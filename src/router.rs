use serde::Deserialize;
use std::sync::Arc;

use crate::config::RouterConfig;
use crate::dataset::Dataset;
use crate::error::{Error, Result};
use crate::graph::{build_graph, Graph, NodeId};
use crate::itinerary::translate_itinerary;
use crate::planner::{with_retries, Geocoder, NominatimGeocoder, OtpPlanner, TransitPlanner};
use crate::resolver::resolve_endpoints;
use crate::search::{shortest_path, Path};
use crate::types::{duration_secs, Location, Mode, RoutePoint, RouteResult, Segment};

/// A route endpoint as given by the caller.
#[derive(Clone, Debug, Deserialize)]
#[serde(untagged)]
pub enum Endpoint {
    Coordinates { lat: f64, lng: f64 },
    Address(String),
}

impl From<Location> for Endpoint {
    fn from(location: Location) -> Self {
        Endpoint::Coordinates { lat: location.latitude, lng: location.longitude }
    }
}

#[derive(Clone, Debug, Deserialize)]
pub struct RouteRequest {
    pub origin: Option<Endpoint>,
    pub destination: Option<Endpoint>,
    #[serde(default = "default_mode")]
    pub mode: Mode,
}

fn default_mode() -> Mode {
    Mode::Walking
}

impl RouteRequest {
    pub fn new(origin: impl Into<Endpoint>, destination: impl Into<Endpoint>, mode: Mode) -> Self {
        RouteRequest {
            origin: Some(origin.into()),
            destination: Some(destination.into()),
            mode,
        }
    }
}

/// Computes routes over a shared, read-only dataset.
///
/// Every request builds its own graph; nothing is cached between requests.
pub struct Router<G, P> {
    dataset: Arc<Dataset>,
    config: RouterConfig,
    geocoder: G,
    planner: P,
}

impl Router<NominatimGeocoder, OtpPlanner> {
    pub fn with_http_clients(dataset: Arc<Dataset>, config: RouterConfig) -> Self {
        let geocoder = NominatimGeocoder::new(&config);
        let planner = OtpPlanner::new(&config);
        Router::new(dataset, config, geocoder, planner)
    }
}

+ + + + +

Task prompt —
Starting at the line that holds "#[serde(untagged)]", retype each line exactly through the end of the entries, both ends included.

Answer box —
#[serde(untagged)]
pub enum Endpoint {
    Coordinates { lat: f64, lng: f64 },
    Address(String),
}

impl From<Location> for Endpoint {
    fn from(location: Location) -> Self {
        Endpoint::Coordinates { lat: location.latitude, lng: location.longitude }
    }
}

#[derive(Clone, Debug, Deserialize)]
pub struct RouteRequest {
    pub origin: Option<Endpoint>,
    pub destination: Option<Endpoint>,
    #[serde(default = "default_mode")]
    pub mode: Mode,
}

fn default_mode() -> Mode {
    Mode::Walking
}

impl RouteRequest {
    pub fn new(origin: impl Into<Endpoint>, destination: impl Into<Endpoint>, mode: Mode) -> Self {
        RouteRequest {
            origin: Some(origin.into()),
            destination: Some(destination.into()),
            mode,
        }
    }
}

/// Computes routes over a shared, read-only dataset.
///
/// Every request builds its own graph; nothing is cached between requests.
pub struct Router<G, P> {
    dataset: Arc<Dataset>,
    config: RouterConfig,
    geocoder: G,
    planner: P,
}

impl Router<NominatimGeocoder, OtpPlanner> {
    pub fn with_http_clients(dataset: Arc<Dataset>, config: RouterConfig) -> Self {
        let geocoder = NominatimGeocoder::new(&config);
        let planner = OtpPlanner::new(&config);
        Router::new(dataset, config, geocoder, planner)
    }
}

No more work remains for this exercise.